Problem requirements ::
Retype exactly the lines below, beginning with the first and ending with the line where "its trailing whitespace." appears.

Material shown ::
++++++++++++++++++++
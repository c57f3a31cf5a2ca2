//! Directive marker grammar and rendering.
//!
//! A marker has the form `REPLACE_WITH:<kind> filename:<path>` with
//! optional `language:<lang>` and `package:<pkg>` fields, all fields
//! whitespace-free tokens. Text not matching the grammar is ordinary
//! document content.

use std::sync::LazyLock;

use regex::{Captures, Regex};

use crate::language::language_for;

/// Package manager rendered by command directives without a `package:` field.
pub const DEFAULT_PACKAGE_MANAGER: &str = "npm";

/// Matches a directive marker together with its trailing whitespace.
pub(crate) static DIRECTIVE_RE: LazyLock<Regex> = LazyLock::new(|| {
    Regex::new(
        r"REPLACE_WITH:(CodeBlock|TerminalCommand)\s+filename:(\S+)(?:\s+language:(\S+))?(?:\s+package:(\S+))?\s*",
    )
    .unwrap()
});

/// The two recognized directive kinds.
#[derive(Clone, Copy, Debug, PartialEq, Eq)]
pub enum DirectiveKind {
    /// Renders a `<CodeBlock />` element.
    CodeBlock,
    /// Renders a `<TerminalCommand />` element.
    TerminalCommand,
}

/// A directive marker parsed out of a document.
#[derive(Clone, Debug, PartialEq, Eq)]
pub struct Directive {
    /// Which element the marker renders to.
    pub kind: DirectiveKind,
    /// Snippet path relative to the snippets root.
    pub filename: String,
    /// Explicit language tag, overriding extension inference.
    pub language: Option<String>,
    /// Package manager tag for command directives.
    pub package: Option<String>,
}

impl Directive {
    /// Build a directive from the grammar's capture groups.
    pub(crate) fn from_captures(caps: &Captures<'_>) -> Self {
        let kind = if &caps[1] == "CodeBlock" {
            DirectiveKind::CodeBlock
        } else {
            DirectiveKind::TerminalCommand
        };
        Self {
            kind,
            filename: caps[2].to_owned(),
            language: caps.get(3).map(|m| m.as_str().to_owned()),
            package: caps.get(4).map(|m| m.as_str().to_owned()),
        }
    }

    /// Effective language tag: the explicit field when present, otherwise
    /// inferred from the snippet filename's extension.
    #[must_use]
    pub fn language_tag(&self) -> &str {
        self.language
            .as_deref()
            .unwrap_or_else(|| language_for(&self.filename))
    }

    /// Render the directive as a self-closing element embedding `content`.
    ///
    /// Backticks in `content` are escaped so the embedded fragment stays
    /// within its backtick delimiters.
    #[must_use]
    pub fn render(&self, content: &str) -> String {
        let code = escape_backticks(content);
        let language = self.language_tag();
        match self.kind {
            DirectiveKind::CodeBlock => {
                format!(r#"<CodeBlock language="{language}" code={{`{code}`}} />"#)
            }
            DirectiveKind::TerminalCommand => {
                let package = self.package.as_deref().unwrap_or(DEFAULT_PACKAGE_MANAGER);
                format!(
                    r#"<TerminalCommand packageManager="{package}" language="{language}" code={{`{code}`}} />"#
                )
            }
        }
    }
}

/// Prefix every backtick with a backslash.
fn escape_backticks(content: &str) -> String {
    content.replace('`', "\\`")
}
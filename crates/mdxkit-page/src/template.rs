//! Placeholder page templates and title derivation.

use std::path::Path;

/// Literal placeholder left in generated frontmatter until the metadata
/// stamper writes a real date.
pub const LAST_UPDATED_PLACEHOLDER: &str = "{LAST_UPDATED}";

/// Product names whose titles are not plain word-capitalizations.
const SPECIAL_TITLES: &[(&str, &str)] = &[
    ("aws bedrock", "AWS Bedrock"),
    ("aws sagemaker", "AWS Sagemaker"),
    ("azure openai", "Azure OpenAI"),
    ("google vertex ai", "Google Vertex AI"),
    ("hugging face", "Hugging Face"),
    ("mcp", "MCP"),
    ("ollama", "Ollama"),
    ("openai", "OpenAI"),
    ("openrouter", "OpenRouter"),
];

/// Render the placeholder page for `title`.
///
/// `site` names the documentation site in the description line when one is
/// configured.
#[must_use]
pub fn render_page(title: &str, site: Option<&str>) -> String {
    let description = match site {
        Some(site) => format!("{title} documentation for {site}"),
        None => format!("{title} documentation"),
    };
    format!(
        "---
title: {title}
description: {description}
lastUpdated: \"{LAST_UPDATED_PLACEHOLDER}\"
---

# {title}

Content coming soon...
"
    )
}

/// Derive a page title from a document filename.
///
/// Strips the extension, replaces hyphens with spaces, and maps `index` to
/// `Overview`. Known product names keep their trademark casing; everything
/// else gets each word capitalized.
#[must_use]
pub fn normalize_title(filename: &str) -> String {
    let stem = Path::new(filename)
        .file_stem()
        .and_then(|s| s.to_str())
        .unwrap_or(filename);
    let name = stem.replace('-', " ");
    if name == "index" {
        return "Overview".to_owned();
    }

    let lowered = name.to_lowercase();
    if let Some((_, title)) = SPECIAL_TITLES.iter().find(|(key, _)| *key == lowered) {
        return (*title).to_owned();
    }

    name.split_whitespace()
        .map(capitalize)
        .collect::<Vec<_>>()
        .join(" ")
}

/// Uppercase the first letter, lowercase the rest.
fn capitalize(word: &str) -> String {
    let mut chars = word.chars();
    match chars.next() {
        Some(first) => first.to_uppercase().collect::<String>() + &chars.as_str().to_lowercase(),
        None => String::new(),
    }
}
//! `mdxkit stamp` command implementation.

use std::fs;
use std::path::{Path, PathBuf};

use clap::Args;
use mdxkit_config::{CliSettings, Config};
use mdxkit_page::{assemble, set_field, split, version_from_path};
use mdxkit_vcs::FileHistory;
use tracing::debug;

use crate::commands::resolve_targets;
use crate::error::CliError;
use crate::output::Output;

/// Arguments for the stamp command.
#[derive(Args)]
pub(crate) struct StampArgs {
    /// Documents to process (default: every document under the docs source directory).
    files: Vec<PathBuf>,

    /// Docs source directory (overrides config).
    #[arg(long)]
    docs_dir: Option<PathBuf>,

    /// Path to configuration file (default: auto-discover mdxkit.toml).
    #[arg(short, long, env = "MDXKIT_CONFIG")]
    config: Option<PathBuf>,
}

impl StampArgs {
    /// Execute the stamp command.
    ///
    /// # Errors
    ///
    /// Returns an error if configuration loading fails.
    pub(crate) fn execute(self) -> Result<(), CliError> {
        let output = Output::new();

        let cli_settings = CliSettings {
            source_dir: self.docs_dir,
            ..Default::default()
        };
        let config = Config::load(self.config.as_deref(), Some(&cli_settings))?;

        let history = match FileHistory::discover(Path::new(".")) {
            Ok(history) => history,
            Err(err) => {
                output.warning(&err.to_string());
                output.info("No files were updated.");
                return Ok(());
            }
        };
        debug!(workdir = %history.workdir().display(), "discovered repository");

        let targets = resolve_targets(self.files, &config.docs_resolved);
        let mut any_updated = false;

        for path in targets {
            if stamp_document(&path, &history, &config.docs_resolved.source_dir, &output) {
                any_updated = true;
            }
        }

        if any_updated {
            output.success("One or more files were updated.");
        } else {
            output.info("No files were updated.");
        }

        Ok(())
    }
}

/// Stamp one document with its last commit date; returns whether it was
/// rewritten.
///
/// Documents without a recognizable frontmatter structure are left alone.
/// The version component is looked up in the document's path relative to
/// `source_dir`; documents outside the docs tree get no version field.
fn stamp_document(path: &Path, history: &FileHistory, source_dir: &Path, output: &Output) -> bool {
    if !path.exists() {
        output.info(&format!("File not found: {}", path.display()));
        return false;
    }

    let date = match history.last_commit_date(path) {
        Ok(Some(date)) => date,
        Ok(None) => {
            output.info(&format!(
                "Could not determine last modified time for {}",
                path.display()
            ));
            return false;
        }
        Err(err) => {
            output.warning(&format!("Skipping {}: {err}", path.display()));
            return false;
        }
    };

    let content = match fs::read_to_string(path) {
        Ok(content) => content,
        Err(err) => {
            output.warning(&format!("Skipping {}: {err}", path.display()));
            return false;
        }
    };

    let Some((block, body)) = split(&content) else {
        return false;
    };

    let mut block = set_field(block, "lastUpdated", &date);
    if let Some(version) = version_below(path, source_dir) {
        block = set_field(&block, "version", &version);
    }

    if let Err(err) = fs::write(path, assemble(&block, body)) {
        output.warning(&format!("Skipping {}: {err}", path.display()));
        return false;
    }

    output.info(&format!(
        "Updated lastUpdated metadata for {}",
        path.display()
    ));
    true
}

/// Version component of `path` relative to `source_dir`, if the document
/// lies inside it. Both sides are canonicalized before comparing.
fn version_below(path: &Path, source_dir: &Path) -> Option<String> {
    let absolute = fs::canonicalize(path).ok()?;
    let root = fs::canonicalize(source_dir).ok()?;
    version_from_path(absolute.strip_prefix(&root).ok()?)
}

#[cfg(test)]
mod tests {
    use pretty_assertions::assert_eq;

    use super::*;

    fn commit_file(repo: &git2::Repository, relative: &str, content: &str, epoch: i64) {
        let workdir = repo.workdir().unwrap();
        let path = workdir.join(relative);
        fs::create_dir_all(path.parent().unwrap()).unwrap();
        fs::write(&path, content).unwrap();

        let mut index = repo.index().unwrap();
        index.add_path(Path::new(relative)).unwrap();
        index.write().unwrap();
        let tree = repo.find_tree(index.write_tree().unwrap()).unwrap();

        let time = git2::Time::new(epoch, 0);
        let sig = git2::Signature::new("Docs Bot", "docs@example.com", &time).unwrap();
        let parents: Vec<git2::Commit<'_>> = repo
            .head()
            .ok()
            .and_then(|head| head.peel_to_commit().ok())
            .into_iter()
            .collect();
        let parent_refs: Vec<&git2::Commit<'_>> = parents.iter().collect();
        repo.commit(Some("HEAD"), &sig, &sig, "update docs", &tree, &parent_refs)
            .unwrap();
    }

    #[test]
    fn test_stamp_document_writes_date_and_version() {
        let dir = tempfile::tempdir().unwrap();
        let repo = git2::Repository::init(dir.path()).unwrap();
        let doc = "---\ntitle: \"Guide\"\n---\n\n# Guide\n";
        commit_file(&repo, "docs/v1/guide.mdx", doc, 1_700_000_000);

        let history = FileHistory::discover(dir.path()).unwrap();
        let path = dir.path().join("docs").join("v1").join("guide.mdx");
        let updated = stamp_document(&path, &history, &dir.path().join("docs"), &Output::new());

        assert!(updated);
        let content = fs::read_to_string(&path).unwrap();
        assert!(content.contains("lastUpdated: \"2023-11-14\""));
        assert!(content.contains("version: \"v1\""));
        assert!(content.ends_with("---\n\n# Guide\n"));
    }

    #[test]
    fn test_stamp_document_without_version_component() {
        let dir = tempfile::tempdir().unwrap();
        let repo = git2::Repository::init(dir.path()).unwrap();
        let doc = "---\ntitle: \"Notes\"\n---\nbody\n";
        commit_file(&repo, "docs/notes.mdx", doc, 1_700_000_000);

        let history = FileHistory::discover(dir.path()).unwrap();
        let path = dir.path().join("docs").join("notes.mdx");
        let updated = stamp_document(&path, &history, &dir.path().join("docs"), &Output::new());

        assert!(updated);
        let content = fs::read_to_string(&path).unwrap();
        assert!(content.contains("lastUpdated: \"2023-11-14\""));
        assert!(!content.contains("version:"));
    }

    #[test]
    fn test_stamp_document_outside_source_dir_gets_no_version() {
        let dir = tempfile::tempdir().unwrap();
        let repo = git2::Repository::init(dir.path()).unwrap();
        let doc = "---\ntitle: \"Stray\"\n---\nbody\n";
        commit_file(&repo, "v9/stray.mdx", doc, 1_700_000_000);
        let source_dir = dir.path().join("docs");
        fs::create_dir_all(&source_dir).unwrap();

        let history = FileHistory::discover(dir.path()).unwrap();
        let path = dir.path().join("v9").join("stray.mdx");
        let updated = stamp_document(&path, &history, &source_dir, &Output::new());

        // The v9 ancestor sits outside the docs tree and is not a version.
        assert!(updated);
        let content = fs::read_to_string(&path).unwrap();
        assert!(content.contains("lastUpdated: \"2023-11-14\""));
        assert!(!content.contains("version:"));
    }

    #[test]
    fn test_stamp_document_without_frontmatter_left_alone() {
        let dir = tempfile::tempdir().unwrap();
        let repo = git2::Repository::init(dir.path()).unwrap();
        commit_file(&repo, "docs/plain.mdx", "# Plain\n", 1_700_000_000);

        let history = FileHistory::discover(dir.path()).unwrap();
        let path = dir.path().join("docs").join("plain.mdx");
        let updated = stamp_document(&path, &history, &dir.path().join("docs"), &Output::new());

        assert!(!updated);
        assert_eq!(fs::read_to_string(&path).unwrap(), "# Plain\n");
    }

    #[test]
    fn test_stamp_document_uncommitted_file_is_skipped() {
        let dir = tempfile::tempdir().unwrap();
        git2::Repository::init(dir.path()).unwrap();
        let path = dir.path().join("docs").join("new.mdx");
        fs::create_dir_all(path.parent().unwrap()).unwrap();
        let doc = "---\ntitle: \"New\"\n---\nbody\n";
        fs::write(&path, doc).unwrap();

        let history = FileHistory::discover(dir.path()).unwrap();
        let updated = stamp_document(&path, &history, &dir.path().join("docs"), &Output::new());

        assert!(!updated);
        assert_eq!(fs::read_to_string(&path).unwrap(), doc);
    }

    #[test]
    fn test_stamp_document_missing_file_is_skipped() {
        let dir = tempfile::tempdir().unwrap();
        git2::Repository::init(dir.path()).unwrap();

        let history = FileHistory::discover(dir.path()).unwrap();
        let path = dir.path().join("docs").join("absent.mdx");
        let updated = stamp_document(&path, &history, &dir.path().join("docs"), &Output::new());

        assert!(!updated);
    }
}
++++++++++++++++++++
Solution for this task ::
repository c57f3a31cf5a2ca2
//! Directive marker grammar and rendering.
//!
//! A marker has the form `REPLACE_WITH:<kind> filename:<path>` with
//! optional `language:<lang>` and `package:<pkg>` fields, all fields
//! whitespace-free tokens. Text not matching the grammar is ordinary
//! document content.

use std::sync::LazyLock;

use regex::{Captures, Regex};

use crate::language::language_for;

/// Package manager rendered by command directives without a `package:` field.
pub const DEFAULT_PACKAGE_MANAGER: &str = "npm";

/// Matches a directive marker together with its trailing whitespace.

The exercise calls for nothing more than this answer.